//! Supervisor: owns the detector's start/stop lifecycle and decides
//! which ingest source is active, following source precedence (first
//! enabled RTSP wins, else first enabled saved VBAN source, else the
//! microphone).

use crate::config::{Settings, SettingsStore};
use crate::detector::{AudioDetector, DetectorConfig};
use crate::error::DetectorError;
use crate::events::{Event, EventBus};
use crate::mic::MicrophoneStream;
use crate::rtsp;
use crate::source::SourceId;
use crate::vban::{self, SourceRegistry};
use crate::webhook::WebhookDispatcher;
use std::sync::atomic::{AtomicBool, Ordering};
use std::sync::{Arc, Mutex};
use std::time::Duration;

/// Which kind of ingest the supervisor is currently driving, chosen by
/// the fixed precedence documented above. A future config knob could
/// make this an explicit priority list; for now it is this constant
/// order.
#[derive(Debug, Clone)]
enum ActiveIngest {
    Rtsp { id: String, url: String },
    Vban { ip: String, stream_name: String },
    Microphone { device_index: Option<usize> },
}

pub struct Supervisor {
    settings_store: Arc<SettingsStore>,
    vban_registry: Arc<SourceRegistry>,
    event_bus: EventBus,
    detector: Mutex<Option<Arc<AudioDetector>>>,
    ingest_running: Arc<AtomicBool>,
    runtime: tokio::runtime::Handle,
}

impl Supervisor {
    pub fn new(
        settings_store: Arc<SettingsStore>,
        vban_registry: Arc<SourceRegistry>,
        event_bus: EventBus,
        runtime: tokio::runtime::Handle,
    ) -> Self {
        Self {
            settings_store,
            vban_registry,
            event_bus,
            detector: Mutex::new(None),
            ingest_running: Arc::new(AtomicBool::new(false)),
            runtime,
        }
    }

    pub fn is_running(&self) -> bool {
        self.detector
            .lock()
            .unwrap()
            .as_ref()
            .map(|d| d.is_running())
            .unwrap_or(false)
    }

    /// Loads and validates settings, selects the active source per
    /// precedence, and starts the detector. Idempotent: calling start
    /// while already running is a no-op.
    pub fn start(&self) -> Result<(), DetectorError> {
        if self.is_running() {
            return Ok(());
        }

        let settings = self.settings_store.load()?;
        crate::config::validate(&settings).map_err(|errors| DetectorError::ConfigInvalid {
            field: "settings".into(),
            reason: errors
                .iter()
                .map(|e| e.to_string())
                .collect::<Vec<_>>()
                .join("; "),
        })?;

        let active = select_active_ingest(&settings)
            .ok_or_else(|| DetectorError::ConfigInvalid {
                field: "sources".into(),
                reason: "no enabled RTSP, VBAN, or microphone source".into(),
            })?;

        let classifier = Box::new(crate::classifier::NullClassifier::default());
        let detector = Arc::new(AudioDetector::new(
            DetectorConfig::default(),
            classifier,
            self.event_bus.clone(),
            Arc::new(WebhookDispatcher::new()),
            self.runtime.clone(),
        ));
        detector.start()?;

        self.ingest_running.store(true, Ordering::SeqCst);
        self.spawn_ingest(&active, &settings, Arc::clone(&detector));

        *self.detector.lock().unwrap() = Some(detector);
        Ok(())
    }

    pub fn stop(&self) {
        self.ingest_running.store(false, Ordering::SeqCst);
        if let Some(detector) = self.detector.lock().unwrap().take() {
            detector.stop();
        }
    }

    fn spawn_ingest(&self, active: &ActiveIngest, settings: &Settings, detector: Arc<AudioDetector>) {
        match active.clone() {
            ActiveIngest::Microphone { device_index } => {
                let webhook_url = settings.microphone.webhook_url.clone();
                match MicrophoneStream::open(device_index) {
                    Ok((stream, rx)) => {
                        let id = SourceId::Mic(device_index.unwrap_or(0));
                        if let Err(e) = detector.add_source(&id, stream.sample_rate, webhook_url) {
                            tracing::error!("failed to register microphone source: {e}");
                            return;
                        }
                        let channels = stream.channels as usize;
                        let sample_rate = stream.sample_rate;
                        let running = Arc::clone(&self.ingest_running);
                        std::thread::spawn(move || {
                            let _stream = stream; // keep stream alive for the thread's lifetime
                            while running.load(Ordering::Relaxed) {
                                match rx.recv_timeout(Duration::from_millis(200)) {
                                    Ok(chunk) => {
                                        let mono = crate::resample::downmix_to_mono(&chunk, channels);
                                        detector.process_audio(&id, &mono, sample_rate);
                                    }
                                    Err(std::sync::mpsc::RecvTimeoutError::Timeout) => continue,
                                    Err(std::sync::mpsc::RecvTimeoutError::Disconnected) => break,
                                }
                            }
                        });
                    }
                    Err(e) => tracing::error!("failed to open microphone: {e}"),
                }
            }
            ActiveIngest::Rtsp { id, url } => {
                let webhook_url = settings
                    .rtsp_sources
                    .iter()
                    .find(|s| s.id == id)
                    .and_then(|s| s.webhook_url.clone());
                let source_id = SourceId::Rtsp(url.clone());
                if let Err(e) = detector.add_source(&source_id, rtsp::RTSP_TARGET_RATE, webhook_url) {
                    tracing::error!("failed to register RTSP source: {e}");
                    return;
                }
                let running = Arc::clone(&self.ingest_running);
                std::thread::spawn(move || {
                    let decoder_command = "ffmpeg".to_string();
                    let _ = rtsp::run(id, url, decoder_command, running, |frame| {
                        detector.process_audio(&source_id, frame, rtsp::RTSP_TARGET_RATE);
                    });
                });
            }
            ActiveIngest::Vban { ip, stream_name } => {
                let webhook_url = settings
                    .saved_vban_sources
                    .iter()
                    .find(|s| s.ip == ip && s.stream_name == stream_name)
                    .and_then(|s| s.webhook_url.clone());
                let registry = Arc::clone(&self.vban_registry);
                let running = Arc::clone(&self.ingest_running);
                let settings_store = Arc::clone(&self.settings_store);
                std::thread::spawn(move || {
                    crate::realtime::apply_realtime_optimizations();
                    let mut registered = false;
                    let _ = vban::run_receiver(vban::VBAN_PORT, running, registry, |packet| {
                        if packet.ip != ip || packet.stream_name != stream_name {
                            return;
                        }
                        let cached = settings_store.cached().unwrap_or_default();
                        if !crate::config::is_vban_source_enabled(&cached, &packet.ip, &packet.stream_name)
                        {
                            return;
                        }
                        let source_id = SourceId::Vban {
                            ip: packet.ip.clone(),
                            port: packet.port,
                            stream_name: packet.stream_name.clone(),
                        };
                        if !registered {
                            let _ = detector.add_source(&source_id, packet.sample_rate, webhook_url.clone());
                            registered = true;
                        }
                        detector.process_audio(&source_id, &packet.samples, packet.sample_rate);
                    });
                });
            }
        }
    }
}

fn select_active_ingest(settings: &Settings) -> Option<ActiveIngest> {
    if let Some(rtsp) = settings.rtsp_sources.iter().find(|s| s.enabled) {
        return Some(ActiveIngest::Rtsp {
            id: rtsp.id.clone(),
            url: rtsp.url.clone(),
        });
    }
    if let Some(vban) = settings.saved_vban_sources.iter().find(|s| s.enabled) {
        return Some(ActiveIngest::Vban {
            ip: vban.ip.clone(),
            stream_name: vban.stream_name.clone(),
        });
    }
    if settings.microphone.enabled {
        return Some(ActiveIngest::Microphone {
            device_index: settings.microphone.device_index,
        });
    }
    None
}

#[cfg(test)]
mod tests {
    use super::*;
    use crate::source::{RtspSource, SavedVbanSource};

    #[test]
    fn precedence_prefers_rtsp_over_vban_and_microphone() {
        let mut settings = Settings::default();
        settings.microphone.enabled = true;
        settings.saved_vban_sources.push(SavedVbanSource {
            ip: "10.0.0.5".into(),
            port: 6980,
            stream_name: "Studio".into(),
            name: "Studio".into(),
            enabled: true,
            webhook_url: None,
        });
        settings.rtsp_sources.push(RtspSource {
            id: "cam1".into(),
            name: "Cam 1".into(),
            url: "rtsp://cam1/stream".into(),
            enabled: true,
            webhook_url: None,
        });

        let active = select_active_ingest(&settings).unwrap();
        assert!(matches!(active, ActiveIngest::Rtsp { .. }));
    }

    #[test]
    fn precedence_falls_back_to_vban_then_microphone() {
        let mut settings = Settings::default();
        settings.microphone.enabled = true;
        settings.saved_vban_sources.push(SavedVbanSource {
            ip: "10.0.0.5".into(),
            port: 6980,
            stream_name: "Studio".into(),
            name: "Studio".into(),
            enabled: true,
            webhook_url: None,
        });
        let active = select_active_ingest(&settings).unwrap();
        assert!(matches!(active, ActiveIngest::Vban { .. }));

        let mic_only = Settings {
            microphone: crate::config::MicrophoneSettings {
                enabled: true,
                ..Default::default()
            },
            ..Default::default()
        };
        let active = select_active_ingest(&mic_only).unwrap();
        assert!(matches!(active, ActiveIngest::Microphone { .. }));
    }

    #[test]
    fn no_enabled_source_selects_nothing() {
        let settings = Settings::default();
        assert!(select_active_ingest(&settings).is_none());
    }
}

_Assigned task:_
Could you please retype the lines from the start of the data through the line with "use crate::error::DetectorError;", both included, and nothing else?

_Solution for this task:_
//! Supervisor: owns the detector's start/stop lifecycle and decides
//! which ingest source is active, following source precedence (first
//! enabled RTSP wins, else first enabled saved VBAN source, else the
//! microphone).

use crate::config::{Settings, SettingsStore};
use crate::detector::{AudioDetector, DetectorConfig};
use crate::error::DetectorError;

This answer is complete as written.